══ Material shown ══
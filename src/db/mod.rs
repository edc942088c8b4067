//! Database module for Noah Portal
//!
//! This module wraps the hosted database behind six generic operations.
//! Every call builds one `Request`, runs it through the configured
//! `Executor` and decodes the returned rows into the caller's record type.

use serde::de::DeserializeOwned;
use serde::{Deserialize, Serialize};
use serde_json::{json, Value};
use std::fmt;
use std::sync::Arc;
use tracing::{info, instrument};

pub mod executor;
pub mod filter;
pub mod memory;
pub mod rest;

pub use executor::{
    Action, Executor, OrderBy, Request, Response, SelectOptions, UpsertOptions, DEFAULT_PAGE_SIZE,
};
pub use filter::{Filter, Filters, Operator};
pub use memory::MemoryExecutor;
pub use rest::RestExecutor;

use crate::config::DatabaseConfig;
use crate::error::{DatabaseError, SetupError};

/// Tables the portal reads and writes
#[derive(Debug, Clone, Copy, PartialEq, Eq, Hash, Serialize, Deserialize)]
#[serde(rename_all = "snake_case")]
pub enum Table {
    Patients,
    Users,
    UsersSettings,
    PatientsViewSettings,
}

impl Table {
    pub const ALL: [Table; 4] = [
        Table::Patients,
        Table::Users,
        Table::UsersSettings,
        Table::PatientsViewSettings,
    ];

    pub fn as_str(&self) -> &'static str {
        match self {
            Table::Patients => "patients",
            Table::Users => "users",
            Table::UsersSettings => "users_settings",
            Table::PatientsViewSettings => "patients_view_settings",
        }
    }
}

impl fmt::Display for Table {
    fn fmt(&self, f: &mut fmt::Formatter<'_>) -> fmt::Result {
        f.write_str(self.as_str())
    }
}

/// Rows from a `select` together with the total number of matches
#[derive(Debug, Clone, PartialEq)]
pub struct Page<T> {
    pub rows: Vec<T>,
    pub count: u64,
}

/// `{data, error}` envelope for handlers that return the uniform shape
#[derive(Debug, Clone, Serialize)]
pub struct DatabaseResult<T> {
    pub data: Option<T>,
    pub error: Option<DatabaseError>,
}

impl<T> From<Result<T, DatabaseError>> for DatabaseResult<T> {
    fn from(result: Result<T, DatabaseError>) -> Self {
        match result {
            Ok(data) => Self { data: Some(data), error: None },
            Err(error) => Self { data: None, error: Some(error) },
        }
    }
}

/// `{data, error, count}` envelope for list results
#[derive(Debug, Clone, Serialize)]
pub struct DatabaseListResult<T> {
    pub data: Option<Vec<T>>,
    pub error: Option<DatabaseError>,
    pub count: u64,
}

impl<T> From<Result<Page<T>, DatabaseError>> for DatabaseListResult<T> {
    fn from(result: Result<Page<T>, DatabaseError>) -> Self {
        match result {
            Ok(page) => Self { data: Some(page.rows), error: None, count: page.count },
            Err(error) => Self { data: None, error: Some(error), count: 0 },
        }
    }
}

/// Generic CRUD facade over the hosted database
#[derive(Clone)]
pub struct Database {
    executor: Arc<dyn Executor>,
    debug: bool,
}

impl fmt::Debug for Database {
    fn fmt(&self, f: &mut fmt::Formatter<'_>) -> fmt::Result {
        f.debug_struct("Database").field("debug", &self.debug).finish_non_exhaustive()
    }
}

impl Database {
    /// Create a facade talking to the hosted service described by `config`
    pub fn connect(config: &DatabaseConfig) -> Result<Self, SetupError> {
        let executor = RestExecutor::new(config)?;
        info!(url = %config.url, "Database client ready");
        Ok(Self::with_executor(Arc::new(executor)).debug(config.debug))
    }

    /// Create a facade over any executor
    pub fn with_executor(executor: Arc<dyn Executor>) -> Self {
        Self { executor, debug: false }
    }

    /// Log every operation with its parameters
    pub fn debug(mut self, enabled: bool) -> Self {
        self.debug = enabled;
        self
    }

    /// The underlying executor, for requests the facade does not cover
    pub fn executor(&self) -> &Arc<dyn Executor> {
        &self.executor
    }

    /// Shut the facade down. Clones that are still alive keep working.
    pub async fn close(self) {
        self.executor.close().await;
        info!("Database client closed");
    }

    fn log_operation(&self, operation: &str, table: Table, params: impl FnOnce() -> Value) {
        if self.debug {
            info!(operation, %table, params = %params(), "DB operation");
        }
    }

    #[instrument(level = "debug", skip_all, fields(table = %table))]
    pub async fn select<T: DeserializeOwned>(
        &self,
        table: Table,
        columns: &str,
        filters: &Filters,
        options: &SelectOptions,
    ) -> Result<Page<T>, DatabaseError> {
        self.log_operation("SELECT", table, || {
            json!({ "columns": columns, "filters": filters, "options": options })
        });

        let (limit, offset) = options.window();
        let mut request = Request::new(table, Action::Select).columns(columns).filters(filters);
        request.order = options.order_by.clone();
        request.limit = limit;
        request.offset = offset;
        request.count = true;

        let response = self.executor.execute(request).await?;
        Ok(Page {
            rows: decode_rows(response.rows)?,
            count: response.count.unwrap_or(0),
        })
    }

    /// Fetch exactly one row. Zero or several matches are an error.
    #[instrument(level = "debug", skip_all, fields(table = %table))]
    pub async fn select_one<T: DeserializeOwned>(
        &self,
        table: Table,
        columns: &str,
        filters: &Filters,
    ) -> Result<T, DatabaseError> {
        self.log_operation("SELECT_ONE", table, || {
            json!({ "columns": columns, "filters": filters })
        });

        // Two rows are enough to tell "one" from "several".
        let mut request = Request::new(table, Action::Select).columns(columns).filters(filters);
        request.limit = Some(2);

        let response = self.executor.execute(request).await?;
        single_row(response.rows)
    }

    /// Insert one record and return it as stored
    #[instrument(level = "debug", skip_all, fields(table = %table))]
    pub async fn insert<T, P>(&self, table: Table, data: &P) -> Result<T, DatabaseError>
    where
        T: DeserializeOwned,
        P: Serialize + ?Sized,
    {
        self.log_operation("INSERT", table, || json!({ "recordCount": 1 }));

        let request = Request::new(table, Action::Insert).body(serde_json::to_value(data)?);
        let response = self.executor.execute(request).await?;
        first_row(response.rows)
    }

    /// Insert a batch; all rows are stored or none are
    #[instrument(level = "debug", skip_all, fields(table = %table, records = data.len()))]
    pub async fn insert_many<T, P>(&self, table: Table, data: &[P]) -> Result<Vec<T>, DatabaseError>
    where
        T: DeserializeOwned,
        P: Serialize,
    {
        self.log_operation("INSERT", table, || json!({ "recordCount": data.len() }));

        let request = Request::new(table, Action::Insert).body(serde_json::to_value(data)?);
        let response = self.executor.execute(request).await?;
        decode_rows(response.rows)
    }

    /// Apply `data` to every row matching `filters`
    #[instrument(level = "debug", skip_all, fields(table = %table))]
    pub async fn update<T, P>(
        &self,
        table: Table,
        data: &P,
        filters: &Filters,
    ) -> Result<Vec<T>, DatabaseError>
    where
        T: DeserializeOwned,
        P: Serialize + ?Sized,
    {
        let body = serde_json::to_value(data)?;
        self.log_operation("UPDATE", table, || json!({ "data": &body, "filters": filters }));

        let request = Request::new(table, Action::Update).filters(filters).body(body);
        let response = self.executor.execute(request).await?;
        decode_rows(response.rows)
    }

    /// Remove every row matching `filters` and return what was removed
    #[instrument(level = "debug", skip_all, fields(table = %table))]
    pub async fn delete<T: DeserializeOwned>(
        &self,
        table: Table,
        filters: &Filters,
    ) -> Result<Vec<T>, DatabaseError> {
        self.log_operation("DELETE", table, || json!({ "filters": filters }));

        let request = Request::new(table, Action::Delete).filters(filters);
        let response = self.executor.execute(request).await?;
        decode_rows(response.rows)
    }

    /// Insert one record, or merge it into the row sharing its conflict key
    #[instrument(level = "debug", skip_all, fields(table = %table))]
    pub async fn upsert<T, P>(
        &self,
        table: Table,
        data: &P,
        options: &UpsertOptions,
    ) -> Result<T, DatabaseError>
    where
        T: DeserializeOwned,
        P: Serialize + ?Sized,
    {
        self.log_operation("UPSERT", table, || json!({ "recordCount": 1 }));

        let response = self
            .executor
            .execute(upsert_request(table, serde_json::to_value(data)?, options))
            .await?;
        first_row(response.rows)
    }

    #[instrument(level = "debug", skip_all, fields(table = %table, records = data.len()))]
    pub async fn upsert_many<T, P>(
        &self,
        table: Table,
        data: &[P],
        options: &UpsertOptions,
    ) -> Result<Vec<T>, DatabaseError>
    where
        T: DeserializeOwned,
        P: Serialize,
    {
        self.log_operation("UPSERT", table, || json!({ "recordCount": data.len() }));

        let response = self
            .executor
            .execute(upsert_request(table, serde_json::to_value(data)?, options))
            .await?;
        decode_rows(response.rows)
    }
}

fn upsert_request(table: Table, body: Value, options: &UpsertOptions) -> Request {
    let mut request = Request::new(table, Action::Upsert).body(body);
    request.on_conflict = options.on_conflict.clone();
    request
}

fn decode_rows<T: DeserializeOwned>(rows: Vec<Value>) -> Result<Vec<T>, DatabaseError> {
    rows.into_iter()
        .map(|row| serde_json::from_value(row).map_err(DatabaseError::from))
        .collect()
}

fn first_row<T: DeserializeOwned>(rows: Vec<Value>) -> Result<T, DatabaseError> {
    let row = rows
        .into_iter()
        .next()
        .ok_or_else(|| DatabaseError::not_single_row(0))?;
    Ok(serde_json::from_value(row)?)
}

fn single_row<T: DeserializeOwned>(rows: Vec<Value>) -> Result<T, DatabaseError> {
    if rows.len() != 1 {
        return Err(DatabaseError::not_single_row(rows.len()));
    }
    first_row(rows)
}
═══
══ Material shown ══
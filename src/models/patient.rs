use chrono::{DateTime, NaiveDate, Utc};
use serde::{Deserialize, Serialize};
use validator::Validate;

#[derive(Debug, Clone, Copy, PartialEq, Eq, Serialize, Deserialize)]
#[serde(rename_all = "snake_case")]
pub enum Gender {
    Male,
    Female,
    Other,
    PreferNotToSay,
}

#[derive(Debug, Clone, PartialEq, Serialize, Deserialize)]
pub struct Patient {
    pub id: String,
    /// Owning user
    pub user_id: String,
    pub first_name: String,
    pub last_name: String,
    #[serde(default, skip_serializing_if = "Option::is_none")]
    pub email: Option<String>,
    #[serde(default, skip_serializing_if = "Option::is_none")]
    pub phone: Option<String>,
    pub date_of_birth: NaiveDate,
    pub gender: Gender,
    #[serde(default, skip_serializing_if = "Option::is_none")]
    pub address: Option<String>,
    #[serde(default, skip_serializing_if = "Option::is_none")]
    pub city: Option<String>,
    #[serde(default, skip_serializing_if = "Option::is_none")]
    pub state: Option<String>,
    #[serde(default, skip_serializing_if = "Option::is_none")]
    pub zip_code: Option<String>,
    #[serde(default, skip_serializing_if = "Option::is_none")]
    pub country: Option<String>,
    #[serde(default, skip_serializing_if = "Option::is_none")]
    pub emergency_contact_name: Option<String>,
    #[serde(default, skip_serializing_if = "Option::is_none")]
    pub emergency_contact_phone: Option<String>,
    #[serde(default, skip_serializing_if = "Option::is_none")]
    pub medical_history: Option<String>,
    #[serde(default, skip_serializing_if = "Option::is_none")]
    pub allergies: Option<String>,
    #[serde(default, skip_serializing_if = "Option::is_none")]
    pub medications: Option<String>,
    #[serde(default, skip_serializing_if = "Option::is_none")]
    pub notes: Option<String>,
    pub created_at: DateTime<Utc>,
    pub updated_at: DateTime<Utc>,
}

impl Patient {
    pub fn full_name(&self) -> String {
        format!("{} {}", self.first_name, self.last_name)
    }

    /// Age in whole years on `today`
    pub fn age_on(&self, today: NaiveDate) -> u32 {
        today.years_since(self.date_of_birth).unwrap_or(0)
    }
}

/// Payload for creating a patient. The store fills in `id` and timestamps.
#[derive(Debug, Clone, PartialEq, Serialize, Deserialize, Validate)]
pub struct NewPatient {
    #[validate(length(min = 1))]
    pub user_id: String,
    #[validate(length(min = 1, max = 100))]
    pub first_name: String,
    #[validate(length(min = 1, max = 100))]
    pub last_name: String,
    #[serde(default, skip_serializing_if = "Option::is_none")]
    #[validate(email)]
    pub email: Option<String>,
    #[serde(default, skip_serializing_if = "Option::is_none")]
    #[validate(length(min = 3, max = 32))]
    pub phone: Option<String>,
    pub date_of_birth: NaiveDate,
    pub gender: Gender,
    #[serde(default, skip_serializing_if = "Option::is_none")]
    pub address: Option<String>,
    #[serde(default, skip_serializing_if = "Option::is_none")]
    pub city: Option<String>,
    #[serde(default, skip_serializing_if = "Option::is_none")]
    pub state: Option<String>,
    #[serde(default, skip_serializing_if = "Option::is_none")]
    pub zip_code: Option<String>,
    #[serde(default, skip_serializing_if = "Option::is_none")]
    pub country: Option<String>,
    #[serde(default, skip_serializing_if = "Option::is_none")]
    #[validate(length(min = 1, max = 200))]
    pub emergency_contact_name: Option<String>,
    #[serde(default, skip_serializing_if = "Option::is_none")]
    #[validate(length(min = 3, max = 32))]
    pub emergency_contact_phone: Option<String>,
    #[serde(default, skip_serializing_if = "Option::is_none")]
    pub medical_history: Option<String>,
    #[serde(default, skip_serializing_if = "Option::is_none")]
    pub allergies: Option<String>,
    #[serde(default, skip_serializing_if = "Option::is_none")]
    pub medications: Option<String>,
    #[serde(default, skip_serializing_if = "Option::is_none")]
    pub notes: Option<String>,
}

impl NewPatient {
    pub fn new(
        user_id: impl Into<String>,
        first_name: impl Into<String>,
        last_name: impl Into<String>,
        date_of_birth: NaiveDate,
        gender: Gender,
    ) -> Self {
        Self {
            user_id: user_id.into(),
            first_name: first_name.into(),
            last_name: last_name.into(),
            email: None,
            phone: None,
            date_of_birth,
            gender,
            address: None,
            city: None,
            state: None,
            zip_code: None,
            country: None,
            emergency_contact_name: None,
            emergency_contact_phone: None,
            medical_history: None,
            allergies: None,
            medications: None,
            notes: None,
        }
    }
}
═══
Copy out, from the data above, each line where the string "SelectOptions" is present.

    Action, Executor, OrderBy, Request, Response, SelectOptions, UpsertOptions, DEFAULT_PAGE_SIZE,
        options: &SelectOptions,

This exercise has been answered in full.